As franchise face, Murray didn’t reveal anything more on a Zoom call with reporters Tuesday, but he did offer this: More injustices shouldn’t be necessary to keep pushing for change.

“It’s not about doing more. We just need to keep it going,” Murray said. “(The discussion) doesn’t need to stop. Everyone needs to recognize (social injustices) and make it happen. Treating everyone equally is what’s right.”

Asked what NFL teams can do to support their players, Murray only had this to say in addition: “I think it starts at the top. I’m not going to go into the details or call people out, but I think it starts at the top. As far as leaders in the world go, the people at the top that have most of the power — for me that’s where it starts.

“Once people at the top realize that and say something about it, I think we’ll see more progress.”

FAST FOR FAST’S SAKE?

Defensive players for the Cardinals have remarked about the speed at which Arizona has practiced over the past three weeks. It’s fast — faster than last year’s camp.

Head coach Kliff Kingsbury has promised that is about getting both teams in shape and trying to recreate game speed without all the hitting.

The warp tempo is made possible because it’s Murray’s second year in the system, but Kingsbury maintains the speed of practices is about conditioning and getting in more reps.

“That’s what it comes down to is his comfort level, and I’ve said all along, we’re trying to get guys in shape by overdoing it,” Kingsbury said. “Our defensive staff understands that, the defensive personnel understand that. More than anything, we’re going to overdo it, we’re going to get guys in shape.

“We’ve got a lot of making up in a short time so we’re going to run a lot of plays and try to get a lot of things executed. Kyler’s done a nice job handling it and we’re hoping the game will slow down for both sides because of the tempo.”

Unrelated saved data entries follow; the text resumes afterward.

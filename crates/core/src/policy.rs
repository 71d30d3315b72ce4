use std::sync::OnceLock;

use regex::Regex;

use crate::errors::ValidationError;

/// Single-extension archive formats. Compound extensions such as `.tar.gz`
/// never pass the base-name rule, so compressed tarballs are not offered.
#[derive(Clone, Copy, Debug, PartialEq, Eq, Hash)]
pub enum ArchiveFormat {
    Zip,
    SevenZip,
    Tar,
}

impl ArchiveFormat {
    pub fn from_extension(extension: &str) -> Option<Self> {
        match extension.trim().trim_start_matches('.').to_ascii_lowercase().as_str() {
            "zip" => Some(Self::Zip),
            "7z" => Some(Self::SevenZip),
            "tar" => Some(Self::Tar),
            _ => None,
        }
    }

    pub fn extension(&self) -> &'static str {
        match self {
            Self::Zip => "zip",
            Self::SevenZip => "7z",
            Self::Tar => "tar",
        }
    }

    pub fn content_type(&self) -> &'static str {
        match self {
            Self::Zip => "application/zip",
            Self::SevenZip => "application/x-7z-compressed",
            Self::Tar => "application/x-tar",
        }
    }
}

fn base_name_pattern() -> &'static Regex {
    static PATTERN: OnceLock<Regex> = OnceLock::new();
    PATTERN.get_or_init(|| Regex::new(r"^[A-Za-z0-9_-]+$").expect("static base name pattern"))
}

/// Filename rules a relayed file must satisfy before it is uploaded.
#[derive(Clone, Debug, PartialEq, Eq)]
pub struct FilePolicy {
    accepted: Vec<ArchiveFormat>,
}

impl Default for FilePolicy {
    fn default() -> Self {
        Self { accepted: vec![ArchiveFormat::Zip] }
    }
}

impl FilePolicy {
    pub fn new(accepted: Vec<ArchiveFormat>) -> Self {
        if accepted.is_empty() {
            return Self::default();
        }
        Self { accepted }
    }

    pub fn accepted(&self) -> &[ArchiveFormat] {
        &self.accepted
    }

    /// Checks the base name first, then the extension, and returns the matched format.
    pub fn validate(&self, name: &str) -> Result<ArchiveFormat, ValidationError> {
        let (base, extension) = match name.rsplit_once('.') {
            Some((base, extension)) => (base, extension),
            None => (name, ""),
        };

        if !base_name_pattern().is_match(base) {
            return Err(ValidationError::InvalidName { name: name.to_owned() });
        }

        ArchiveFormat::from_extension(extension)
            .filter(|format| self.accepted.contains(format))
            .ok_or_else(|| ValidationError::UnsupportedExtension {
                name: name.to_owned(),
                accepted: self.accepted_label(),
            })
    }

    fn accepted_label(&self) -> String {
        self.accepted.iter().map(ArchiveFormat::extension).collect::<Vec<_>>().join("/")
    }
}

#[cfg(test)]
mod tests {
    use super::{ArchiveFormat, FilePolicy};
    use crate::errors::ValidationError;

    #[test]
    fn accepts_plain_zip_names() {
        let policy = FilePolicy::default();

        assert_eq!(policy.validate("report.zip"), Ok(ArchiveFormat::Zip));
        assert_eq!(policy.validate("build_2024-01.zip"), Ok(ArchiveFormat::Zip));
        assert_eq!(policy.validate("REPORT.ZIP"), Ok(ArchiveFormat::Zip));
    }

    #[test]
    fn rejects_spaces_and_symbols_in_base_name() {
        let policy = FilePolicy::default();

        assert!(matches!(
            policy.validate("bad name!.zip"),
            Err(ValidationError::InvalidName { ref name }) if name == "bad name!.zip"
        ));
        assert!(matches!(policy.validate("résumé.zip"), Err(ValidationError::InvalidName { .. })));
        assert!(matches!(policy.validate(".zip"), Err(ValidationError::InvalidName { .. })));
    }

    #[test]
    fn rejects_nested_extensions_as_invalid_name() {
        let policy = FilePolicy::default();

        assert!(matches!(policy.validate("backup.tar.zip"), Err(ValidationError::InvalidName { .. })));
    }

    #[test]
    fn rejects_unaccepted_extensions() {
        let policy = FilePolicy::default();

        assert!(matches!(
            policy.validate("notes.txt"),
            Err(ValidationError::UnsupportedExtension { ref accepted, .. }) if accepted == "zip"
        ));
        assert!(matches!(
            policy.validate("archive"),
            Err(ValidationError::UnsupportedExtension { .. })
        ));
        assert!(matches!(
            policy.validate("archive.7z"),
            Err(ValidationError::UnsupportedExtension { .. })
        ));
    }

    #[test]
    fn configured_formats_extend_the_policy() {
        let policy = FilePolicy::new(vec![ArchiveFormat::Zip, ArchiveFormat::SevenZip]);

        assert_eq!(policy.validate("archive.7z"), Ok(ArchiveFormat::SevenZip));
        assert_eq!(ArchiveFormat::SevenZip.content_type(), "application/x-7z-compressed");
    }

    #[test]
    fn compressed_tarballs_are_not_a_known_format() {
        let policy = FilePolicy::new(vec![ArchiveFormat::Zip, ArchiveFormat::Tar]);

        assert_eq!(ArchiveFormat::from_extension("gz"), None);
        assert_eq!(policy.validate("backup.tar"), Ok(ArchiveFormat::Tar));
        assert!(matches!(policy.validate("backup.tar.gz"), Err(ValidationError::InvalidName { .. })));
        assert!(matches!(
            policy.validate("backup.gz"),
            Err(ValidationError::UnsupportedExtension { ref accepted, .. }) if accepted == "zip/tar"
        ));
    }

    #[test]
    fn empty_format_list_falls_back_to_zip() {
        assert_eq!(FilePolicy::new(Vec::new()).accepted(), &[ArchiveFormat::Zip]);
    }
}
use bytes::Bytes;

/// The message a relay was triggered from; replies are threaded under it.
#[derive(Clone, Debug, PartialEq, Eq)]
pub struct Origin {
    pub channel: String,
    pub ts: String,
}

impl Origin {
    pub fn new(channel: impl Into<String>, ts: impl Into<String>) -> Self {
        Self { channel: channel.into(), ts: ts.into() }
    }
}

/// A file attached to the triggering message.
///
/// `binary` is empty until the pipeline downloads the file. Each `FileRef` is
/// moved into a single relay run and never shared between files or requests.
#[derive(Clone, Debug, PartialEq, Eq)]
pub struct FileRef {
    pub id: String,
    pub name: String,
    pub source_url: String,
    pub binary: Option<Bytes>,
}

impl FileRef {
    pub fn new(
        id: impl Into<String>,
        name: impl Into<String>,
        source_url: impl Into<String>,
    ) -> Self {
        Self { id: id.into(), name: name.into(), source_url: source_url.into(), binary: None }
    }

    pub fn size_bytes(&self) -> usize {
        self.binary.as_ref().map(Bytes::len).unwrap_or(0)
    }
}

#[derive(Clone, Debug, PartialEq, Eq)]
pub struct CallbackEvent {
    pub kind: String,
    pub origin: Origin,
    pub files: Vec<FileRef>,
}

Whether we can take more out of the tempo — like wondering if the Cardinals offense will try to go warp against opponents more often in 2020 — remains to be seen.

EXTRA POINTS

— Larry Fitzgerald took a second day off from but was present during the open portion of practice, helping fire passes to his receivers on individuals drills. Also out Tuesday: receiver DeAndre Hopkins, running back Kenyan Drake and offensive tackle Josh Jones.

“They’re close, they’re close” to going full go in practices, Kingsbury said of Hopkins and Drake specifically.

— Kingsbury said the Cardinals have not separated their quarterbacks completely to prevent coronavirus from knocking out the entire room. They are, however, keeping them six or more feet apart as much as possible, including on the sideline.

— Offensive guard J.R. Sweezy on how the Arizona offensive linemen took on the “The Wild Hogs” nickname: “Kyler got us the scooters last year for the O-line gift and we decided to bring ’em to camp and use them as transportation.”

— Murray on using visualization to improve himself as a football player: “I’m a big visualizer. Like to see stuff before it happens, have a lot of deja vu moments. I sit back all the time and visualize failures, success, you name it. I’ve seen it all in my head before it happens. So I think that has helped me out throughout my career playing any sports I’ve ever played … life as well.”